INFORMATION GIVEN:
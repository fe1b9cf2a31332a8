use serde::{Deserialize, Serialize};
use std::collections::HashMap;

use crate::calendar::SchoolDate;
use crate::store::{keys, KvStore};

/// School week: Sunday through Thursday. Friday/Saturday are the weekend
/// and never appear in the grid.
pub const DAYS: [&str; 5] = ["الأحد", "الإثنين", "الثلاثاء", "الأربعاء", "الخميس"];

/// Daily teaching slots in display order. `الفسحة` is the break and is
/// never a teaching session.
pub const PERIODS: [&str; 8] = [
    "الأولى",
    "الثانية",
    "الثالثة",
    "الفسحة",
    "الرابعة",
    "الخامسة",
    "السادسة",
    "السابعة",
];

pub const BREAK_PERIOD: &str = "الفسحة";

pub const STAFF_SLOTS: usize = 5;

pub fn default_classes() -> Vec<String> {
    [
        "1/1", "1/2", "1/3", "2/1", "2/2", "3/1", "3/2", "4/1", "4/2", "5/1", "5/2", "6/1",
    ]
    .iter()
    .map(|s| s.to_string())
    .collect()
}

#[derive(Debug, Clone, Serialize, Deserialize, PartialEq)]
pub struct PeriodTime {
    pub start: String,
    pub end: String,
}

pub fn default_period_times() -> HashMap<String, PeriodTime> {
    let defaults = [
        ("الأولى", "07:30", "08:10"),
        ("الثانية", "08:15", "08:55"),
        ("الثالثة", "09:00", "09:40"),
        ("الفسحة", "09:40", "10:10"),
        ("الرابعة", "10:10", "10:50"),
        ("الخامسة", "10:55", "11:35"),
        ("السادسة", "11:40", "12:20"),
        ("السابعة", "12:25", "13:05"),
    ];
    defaults
        .iter()
        .map(|(p, s, e)| {
            (
                p.to_string(),
                PeriodTime {
                    start: s.to_string(),
                    end: e.to_string(),
                },
            )
        })
        .collect()
}

/// One grid cell. Both fields empty means unscheduled.
#[derive(Debug, Clone, Default, Serialize, Deserialize, PartialEq)]
pub struct Cell {
    #[serde(default)]
    pub subject: String,
    #[serde(default)]
    pub teacher: String,
}

impl Cell {
    pub fn is_scheduled(&self) -> bool {
        !self.subject.is_empty() && !self.teacher.is_empty()
    }
}

/// day -> period -> class -> cell, fully materialized.
pub type Grid = HashMap<String, HashMap<String, HashMap<String, Cell>>>;

#[derive(Debug, Clone, Copy, PartialEq)]
pub enum CellField {
    Subject,
    Teacher,
}

impl CellField {
    pub fn parse(raw: &str) -> Option<CellField> {
        match raw {
            "subject" => Some(CellField::Subject),
            "teacher" => Some(CellField::Teacher),
            _ => None,
        }
    }
}

/// One resolved row of the live-display projection.
#[derive(Debug, Clone, Serialize)]
#[serde(rename_all = "camelCase")]
pub struct PeriodRow {
    pub class_name: String,
    pub subject: String,
    pub teacher: String,
    pub is_substitute: bool,
}

#[derive(Debug, Clone, Serialize)]
#[serde(rename_all = "camelCase")]
pub struct PeriodData {
    pub day: String,
    pub period: String,
    pub classes: Vec<PeriodRow>,
}

#[derive(Debug, Clone, Serialize)]
#[serde(rename_all = "camelCase")]
pub struct StaffData {
    pub day: String,
    pub supervisors: Vec<String>,
    pub duty_staff: Vec<String>,
}

/// Owns the weekly grid, the class/period configuration and the supervisor
/// and duty rosters. The period-data projection is the single read path the
/// display consumes; substitute overrides are merged there and nowhere else.
pub struct ScheduleRepository<'a> {
    store: &'a KvStore<'a>,
    pub classes: Vec<String>,
    pub period_times: HashMap<String, PeriodTime>,
    pub grid: Grid,
    pub supervisors: HashMap<String, Vec<String>>,
    pub duty_staff: HashMap<String, Vec<String>>,
}

impl<'a> ScheduleRepository<'a> {
    pub fn load(store: &'a KvStore<'a>) -> anyhow::Result<Self> {
        let classes: Vec<String> = store
            .get_as(keys::CLASS_NAMES)?
            .unwrap_or_else(default_classes);
        let period_times: HashMap<String, PeriodTime> = store
            .get_as(keys::PERIOD_TIMES)?
            .unwrap_or_else(default_period_times);
        let mut grid: Grid = store.get_as(keys::WEEKLY_SCHEDULE)?.unwrap_or_default();
        materialize_grid(&mut grid, &classes);
        let supervisors = store.get_as(keys::SUPERVISORS)?.unwrap_or_default();
        let duty_staff = store.get_as(keys::DUTY_STAFF)?.unwrap_or_default();

        Ok(ScheduleRepository {
            store,
            classes,
            period_times,
            grid,
            supervisors,
            duty_staff,
        })
    }

    pub fn is_known_day(day: &str) -> bool {
        DAYS.contains(&day)
    }

    pub fn is_known_period(period: &str) -> bool {
        PERIODS.contains(&period)
    }

    pub fn day_grid(&self, day: &str) -> Option<&HashMap<String, HashMap<String, Cell>>> {
        self.grid.get(day)
    }

    /// Scans the other classes of (day, period) for a cell already holding
    /// `teacher_name`. Returns the first conflicting class in class-list
    /// order, which is also the class reported to the operator.
    pub fn teacher_conflict(
        &self,
        day: &str,
        period: &str,
        current_class: &str,
        teacher_name: &str,
    ) -> Option<String> {
        let period_cells = self.grid.get(day)?.get(period)?;
        for class_name in &self.classes {
            if class_name == current_class {
                continue;
            }
            if let Some(cell) = period_cells.get(class_name) {
                if cell.teacher == teacher_name {
                    return Some(class_name.clone());
                }
            }
        }
        None
    }

    /// Writes one cell field and persists the grid immediately. Callers
    /// must have run `teacher_conflict` first for non-empty teacher writes;
    /// the IPC layer is the only write path and does so.
    pub fn set_cell(
        &mut self,
        day: &str,
        period: &str,
        class_name: &str,
        field: CellField,
        value: &str,
    ) -> anyhow::Result<()> {
        let cell = self
            .grid
            .entry(day.to_string())
            .or_default()
            .entry(period.to_string())
            .or_default()
            .entry(class_name.to_string())
            .or_default();
        match field {
            CellField::Subject => cell.subject = value.to_string(),
            CellField::Teacher => cell.teacher = value.to_string(),
        }
        self.store.set(keys::WEEKLY_SCHEDULE, &self.grid)
    }

    /// Replaces the class-section list. Cells of surviving names are kept;
    /// cells of removed names are dropped with the column.
    pub fn set_class_names(&mut self, class_names: Vec<String>) -> anyhow::Result<()> {
        self.classes = class_names;
        let classes = &self.classes;
        for day_grid in self.grid.values_mut() {
            for period_cells in day_grid.values_mut() {
                period_cells.retain(|name, _| classes.contains(name));
            }
        }
        materialize_grid(&mut self.grid, &self.classes);
        self.store.set(keys::CLASS_NAMES, &self.classes)?;
        self.store.set(keys::WEEKLY_SCHEDULE, &self.grid)
    }

    pub fn set_period_time(&mut self, period: &str, start: &str, end: &str) -> anyhow::Result<()> {
        self.period_times.insert(
            period.to_string(),
            PeriodTime {
                start: start.to_string(),
                end: end.to_string(),
            },
        );
        self.store.set(keys::PERIOD_TIMES, &self.period_times)
    }

    pub fn set_supervisor(&mut self, day: &str, index: usize, name: &str) -> anyhow::Result<()> {
        let slots = self
            .supervisors
            .entry(day.to_string())
            .or_insert_with(|| vec![String::new(); STAFF_SLOTS]);
        slots.resize(STAFF_SLOTS, String::new());
        slots[index] = name.to_string();
        self.store.set(keys::SUPERVISORS, &self.supervisors)
    }

    pub fn set_duty_staff(&mut self, day: &str, index: usize, name: &str) -> anyhow::Result<()> {
        let slots = self
            .duty_staff
            .entry(day.to_string())
            .or_insert_with(|| vec![String::new(); STAFF_SLOTS]);
        slots.resize(STAFF_SLOTS, String::new());
        slots[index] = name.to_string();
        self.store.set(keys::DUTY_STAFF, &self.duty_staff)
    }

    /// The live-display read path: resolves the date's day, merges any
    /// substitute override stored under `"<period>-<class>"` for that date,
    /// and returns the per-class rows with `isSubstitute` flags. `None` on
    /// the weekend.
    pub fn period_data(
        &self,
        date: &SchoolDate,
        period: &str,
    ) -> anyhow::Result<Option<PeriodData>> {
        let Some(day) = date.day_name else {
            return Ok(None);
        };
        let Some(period_cells) = self.grid.get(day).and_then(|d| d.get(period)) else {
            return Ok(None);
        };

        let all_overrides: HashMap<String, HashMap<String, String>> = self
            .store
            .get_as(keys::SUBSTITUTE_SCHEDULE)?
            .unwrap_or_default();
        let today_overrides = all_overrides.get(&date.date_key);

        let mut rows = Vec::new();
        for class_name in &self.classes {
            let Some(cell) = period_cells.get(class_name) else {
                continue;
            };
            if !cell.is_scheduled() {
                continue;
            }
            let session_key = format!("{}-{}", period, class_name);
            let substitute = today_overrides.and_then(|m| m.get(&session_key));
            rows.push(PeriodRow {
                class_name: class_name.clone(),
                subject: cell.subject.clone(),
                teacher: substitute.cloned().unwrap_or_else(|| cell.teacher.clone()),
                is_substitute: substitute.is_some(),
            });
        }

        Ok(Some(PeriodData {
            day: day.to_string(),
            period: period.to_string(),
            classes: rows,
        }))
    }

    /// Active (non-empty) supervisors and duty staff for the date's day,
    /// `None` on the weekend.
    pub fn today_staff(&self, date: &SchoolDate) -> Option<StaffData> {
        let day = date.day_name?;
        let active = |slots: Option<&Vec<String>>| -> Vec<String> {
            slots
                .map(|v| {
                    v.iter()
                        .filter(|s| !s.trim().is_empty())
                        .cloned()
                        .collect()
                })
                .unwrap_or_default()
        };
        Some(StaffData {
            day: day.to_string(),
            supervisors: active(self.supervisors.get(day)),
            duty_staff: active(self.duty_staff.get(day)),
        })
    }

    /// Maps a wall clock to the period whose window contains it. Bounds are
    /// inclusive on both ends, matching the display's behavior at the exact
    /// boundary minute.
    pub fn period_at(&self, clock: &str) -> Option<(String, PeriodTime)> {
        for period in PERIODS {
            if let Some(times) = self.period_times.get(period) {
                if clock >= times.start.as_str() && clock <= times.end.as_str() {
                    return Some((period.to_string(), times.clone()));
                }
            }
        }
        None
    }

    /// First period starting after the clock, for the "next period" banner.
    pub fn next_period_after(&self, clock: &str) -> Option<(String, PeriodTime)> {
        for period in PERIODS {
            if let Some(times) = self.period_times.get(period) {
                if times.start.as_str() > clock {
                    return Some((period.to_string(), times.clone()));
                }
            }
        }
        None
    }
}

/// Ensures every (day, period, class) combination exists so lookups never
/// need existence checks deeper than the keys themselves.
pub fn materialize_grid(grid: &mut Grid, classes: &[String]) {
    for day in DAYS {
        let day_grid = grid.entry(day.to_string()).or_default();
        for period in PERIODS {
            let period_cells = day_grid.entry(period.to_string()).or_default();
            for class_name in classes {
                period_cells.entry(class_name.clone()).or_default();
            }
        }
    }
}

ABOUT THIS EXERCISE: In the entries above, restate word for word the lines between the one holding "if let Some(cell)" and the one holding "materialize_grid(&mut self.grid, &self.classes);", inclusive, and nothing besides.

ANSWER TO THIS EXERCISE:
            if let Some(cell) = period_cells.get(class_name) {
                if cell.teacher == teacher_name {
                    return Some(class_name.clone());
                }
            }
        }
        None
    }

    /// Writes one cell field and persists the grid immediately. Callers
    /// must have run `teacher_conflict` first for non-empty teacher writes;
    /// the IPC layer is the only write path and does so.
    pub fn set_cell(
        &mut self,
        day: &str,
        period: &str,
        class_name: &str,
        field: CellField,
        value: &str,
    ) -> anyhow::Result<()> {
        let cell = self
            .grid
            .entry(day.to_string())
            .or_default()
            .entry(period.to_string())
            .or_default()
            .entry(class_name.to_string())
            .or_default();
        match field {
            CellField::Subject => cell.subject = value.to_string(),
            CellField::Teacher => cell.teacher = value.to_string(),
        }
        self.store.set(keys::WEEKLY_SCHEDULE, &self.grid)
    }

    /// Replaces the class-section list. Cells of surviving names are kept;
    /// cells of removed names are dropped with the column.
    pub fn set_class_names(&mut self, class_names: Vec<String>) -> anyhow::Result<()> {
        self.classes = class_names;
        let classes = &self.classes;
        for day_grid in self.grid.values_mut() {
            for period_cells in day_grid.values_mut() {
                period_cells.retain(|name, _| classes.contains(name));
            }
        }
        materialize_grid(&mut self.grid, &self.classes);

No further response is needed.